Showing posts with label sweeping generalizations. Show all posts
Showing posts with label sweeping generalizations. Show all posts

Tuesday, December 22, 2009

Jedd

What's old is new

Looking back on this polyphonic decade, it occurs to me that a balanced top-twenty song list should provide sufficient evidence with which to induce the necessary qualities of the greatest song ever.

This hypothesis depends on two suppositions, namely (1) that my choices aren't misjudged, wanky, or overly personal, and (2) that there is enough fragmented greatness suspended in the aughties' technicolour musical spew to warrant this sort of treasure hunt.

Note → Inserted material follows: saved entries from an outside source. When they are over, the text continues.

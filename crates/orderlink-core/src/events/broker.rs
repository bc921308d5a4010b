//! Broker contract and the in-process broker.
//!
//! The broker is a keyed, topic-based channel. Records sharing a key are
//! delivered in send order; nothing is promised across keys or topics.
//! [`InProcessBroker`] keeps one tokio broadcast channel per topic, so every
//! subscriber sees every record sent after it subscribed.

use std::sync::Arc;
use std::sync::atomic::{AtomicBool, Ordering};

use async_trait::async_trait;
use dashmap::DashMap;
use tokio::sync::broadcast;
use tracing::debug;

use super::error::BrokerError;

/// Default buffer size for each topic channel.
/// Records beyond this limit are dropped for slow receivers, who observe a lag.
const DEFAULT_TOPIC_CAPACITY: usize = 1024;

/// One record on a topic.
#[derive(Debug, Clone, PartialEq, Eq)]
pub struct BrokerRecord {
    pub topic: String,
    /// Partition key; ordering holds per key.
    pub key: String,
    pub payload: Vec<u8>,
}

/// Outbound side of a message broker.
#[async_trait]
pub trait EventBroker: Send + Sync {
    /// Hand a record to the broker.
    ///
    /// `Ok` means the broker accepted the record, not that anyone consumed it.
    async fn send(&self, topic: &str, key: &str, payload: Vec<u8>) -> Result<(), BrokerError>;

    /// Backend name for logging.
    fn name(&self) -> &'static str;
}

/// Shared broker handle.
pub type DynBroker = Arc<dyn EventBroker>;

/// Broker backed by in-process broadcast channels.
pub struct InProcessBroker {
    topics: DashMap<String, broadcast::Sender<BrokerRecord>>,
    capacity: usize,
    closed: AtomicBool,
}

impl InProcessBroker {
    /// Create a broker with the default per-topic buffer.
    pub fn new() -> Self {
        Self::with_capacity(DEFAULT_TOPIC_CAPACITY)
    }

    /// Create a broker with a custom per-topic buffer.
    pub fn with_capacity(capacity: usize) -> Self {
        Self {
            topics: DashMap::new(),
            capacity: capacity.max(1),
            closed: AtomicBool::new(false),
        }
    }

    /// Create a new broker wrapped in an Arc for sharing.
    pub fn new_shared(capacity: usize) -> Arc<Self> {
        Arc::new(Self::with_capacity(capacity))
    }

    fn sender(&self, topic: &str) -> broadcast::Sender<BrokerRecord> {
        self.topics
            .entry(topic.to_string())
            .or_insert_with(|| broadcast::channel(self.capacity).0)
            .clone()
    }

    /// Subscribe to a topic.
    ///
    /// Only records sent after subscription are received.
    pub fn subscribe(&self, topic: &str) -> broadcast::Receiver<BrokerRecord> {
        self.sender(topic).subscribe()
    }

    /// Number of active subscribers on a topic.
    pub fn subscriber_count(&self, topic: &str) -> usize {
        self.topics
            .get(topic)
            .map(|sender| sender.receiver_count())
            .unwrap_or_default()
    }

    /// Stop accepting records. Subsequent sends fail with [`BrokerError::Unavailable`].
    pub fn close(&self) {
        self.closed.store(true, Ordering::SeqCst);
        self.topics.clear();
    }

    /// Returns `true` once [`close`](Self::close) was called.
    pub fn is_closed(&self) -> bool {
        self.closed.load(Ordering::SeqCst)
    }
}

impl Default for InProcessBroker {
    fn default() -> Self {
        Self::new()
    }
}

#[async_trait]
impl EventBroker for InProcessBroker {
    async fn send(&self, topic: &str, key: &str, payload: Vec<u8>) -> Result<(), BrokerError> {
        if self.is_closed() {
            return Err(BrokerError::unavailable("in-process broker is closed"));
        }
        if topic.is_empty() {
            return Err(BrokerError::InvalidTopic(topic.to_string()));
        }

        let record = BrokerRecord {
            topic: topic.to_string(),
            key: key.to_string(),
            payload,
        };
        // No subscribers is not an error: the record is simply not retained.
        let delivered = self.sender(topic).send(record).unwrap_or_default();
        debug!(topic = %topic, key = %key, subscribers = delivered, "Broker record sent");
        Ok(())
    }

    fn name(&self) -> &'static str {
        "in-process"
    }
}

impl std::fmt::Debug for InProcessBroker {
    fn fmt(&self, f: &mut std::fmt::Formatter<'_>) -> std::fmt::Result {
        f.debug_struct("InProcessBroker")
            .field("topics", &self.topics.len())
            .field("capacity", &self.capacity)
            .field("closed", &self.is_closed())
            .finish()
    }
}
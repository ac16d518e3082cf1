pub mod components;
pub mod screens;
pub mod theme;

pub use theme::Theme;

/// Shorten `s` to at most `max_len` characters, ending in "...".
pub fn truncate(s: &str, max_len: usize) -> String {
    if s.chars().count() <= max_len {
        s.to_string()
    } else {
        let kept: String = s.chars().take(max_len.saturating_sub(3)).collect();
        format!("{}...", kept)
    }
}

#[cfg(test)]
mod tests {
    use super::*;

    #[test]
    fn truncate_counts_characters() {
        assert_eq!(truncate("Gypsum", 10), "Gypsum");
        assert_eq!(truncate("Life Force Gold™ Pellets", 10), "Life Fo...");
        assert_eq!(truncate("Agricultural Limestone (CaCO₃)", 26), "Agricultural Limestone ...");
    }
}
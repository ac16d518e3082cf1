use crate::ui::Theme;
use ratatui::{
    buffer::Buffer,
    layout::Rect,
    style::{Color, Style},
    text::{Line, Span},
    widgets::{Block, Borders, Paragraph, Widget},
};

pub struct GaugeWidget<'a> {
    title: &'a str,
    value: Option<f64>,
    unit: &'a str,
    min: f64,
    max: f64,
    thresholds: Vec<(f64, Color)>,
    color: Option<Color>,
    marker: Option<f64>,
    precision: usize,
}

impl<'a> GaugeWidget<'a> {
    pub fn new(title: &'a str, value: Option<f64>, unit: &'a str) -> Self {
        Self {
            title,
            value,
            unit,
            min: 0.0,
            max: 100.0,
            thresholds: Vec::new(),
            color: None,
            marker: None,
            precision: 1,
        }
    }

    pub fn range(mut self, min: f64, max: f64) -> Self {
        self.min = min;
        self.max = max;
        self
    }

    pub fn thresholds(mut self, thresholds: Vec<(f64, Color)>) -> Self {
        self.thresholds = thresholds;
        self
    }

    /// Fixed bar color, overriding thresholds.
    pub fn color(mut self, color: Color) -> Self {
        self.color = Some(color);
        self
    }

    /// Draw a marker at `value` on the bar.
    pub fn marker(mut self, value: f64) -> Self {
        self.marker = Some(value);
        self
    }

    pub fn precision(mut self, precision: usize) -> Self {
        self.precision = precision;
        self
    }

    fn get_color(&self, value: f64) -> Color {
        if let Some(color) = self.color {
            return color;
        }
        for (threshold, color) in self.thresholds.iter().rev() {
            if value >= *threshold {
                return *color;
            }
        }
        Theme::FG
    }

    fn ratio(&self, value: f64) -> f64 {
        let span = self.max - self.min;
        if span <= 0.0 {
            return 0.0;
        }
        ((value - self.min) / span).clamp(0.0, 1.0)
    }
}

impl Widget for GaugeWidget<'_> {
    fn render(self, area: Rect, buf: &mut Buffer) {
        if area.height < 3 || area.width < 10 {
            return;
        }

        let block = Block::default()
            .title(self.title)
            .borders(Borders::ALL)
            .border_style(Theme::border());

        let inner = block.inner(area);
        block.render(area, buf);

        let Some(value) = self.value else {
            Paragraph::new(Line::from(Span::styled("N/A", Theme::dim()))).render(inner, buf);
            return;
        };

        let color = self.get_color(value);
        let value_str = format!("{:.prec$} {}", value, self.unit, prec = self.precision);
        Paragraph::new(Line::from(Span::styled(value_str, Style::default().fg(color))))
            .render(inner, buf);

        if inner.height < 2 {
            return;
        }
        let y = inner.y + 1;
        let filled = (inner.width as f64 * self.ratio(value)) as u16;
        for x in inner.x..inner.x + inner.width {
            let ch = if x < inner.x + filled { '█' } else { '░' };
            buf[(x, y)].set_char(ch).set_fg(color);
        }

        if let Some(marker) = self.marker {
            let offset = (inner.width.saturating_sub(1) as f64 * self.ratio(marker)) as u16;
            buf[(inner.x + offset, y)]
                .set_char('│')
                .set_fg(Theme::TARGET);
        }
    }
}

/// Nutrient level against a fixed scale, with the target marked.
pub fn level_gauge<'a>(
    title: &'a str,
    value: f64,
    scale: f64,
    target: f64,
    unit: &'a str,
) -> GaugeWidget<'a> {
    GaugeWidget::new(title, Some(value), unit)
        .range(0.0, scale)
        .marker(target)
        .precision(2)
}

/// 0-100 score, red through green.
pub fn score_gauge(title: &str, value: Option<f64>) -> GaugeWidget<'_> {
    GaugeWidget::new(title, value, "/ 100")
        .range(0.0, 100.0)
        .precision(0)
        .thresholds(vec![
            (0.0, Theme::ERROR),
            (40.0, Theme::WARNING),
            (80.0, Theme::SUCCESS),
        ])
}

#[cfg(test)]
mod tests {
    use super::*;

    #[test]
    fn thresholds_pick_highest_reached() {
        let gauge = score_gauge("Score", Some(55.0));
        assert_eq!(gauge.get_color(10.0), Theme::ERROR);
        assert_eq!(gauge.get_color(55.0), Theme::WARNING);
        assert_eq!(gauge.get_color(95.0), Theme::SUCCESS);
    }

    #[test]
    fn ratio_is_clamped_and_safe_on_empty_range() {
        let gauge = level_gauge("Calcium", 900.0, 2000.0, 1520.0, "ppm");
        assert_eq!(gauge.ratio(1000.0), 0.5);
        assert_eq!(gauge.ratio(5000.0), 1.0);
        assert_eq!(GaugeWidget::new("x", None, "").range(1.0, 1.0).ratio(3.0), 0.0);
    }

    #[test]
    fn renders_bar_and_marker() {
        let area = Rect::new(0, 0, 22, 4);
        let mut buf = Buffer::empty(area);
        level_gauge("Ca", 10.0, 20.0, 20.0, "ppm")
            .color(Theme::OPTIMAL)
            .render(area, &mut buf);
        // 20 inner columns, half filled, marker at the far end
        assert_eq!(buf[(1, 2)].symbol(), "█");
        assert_eq!(buf[(15, 2)].symbol(), "░");
        assert_eq!(buf[(20, 2)].symbol(), "│");
    }
}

No matter. Commence blog gimmick!


20
"Fell in Love with a Girl"
White Stripes


The greatest song ever should sing to the hopelessly in love and the brokenhearted, in equal parts
Which is why the songwriter must NEVER refer to his love and/or partner in the present tense. It's got to be "FELL in love with", not "I'm IN love with", dear god, but Jack would never do that (or if he did, she would come home late at night with a bottle of rye having just murdered the milk man, etc.) Plus, announcements of love are best couched in bawdy pre/post/neo rockism, guitars ajangle. As such, you can sing along drunkenly either way, with tears of joy or endless sorrow leaking into your drink.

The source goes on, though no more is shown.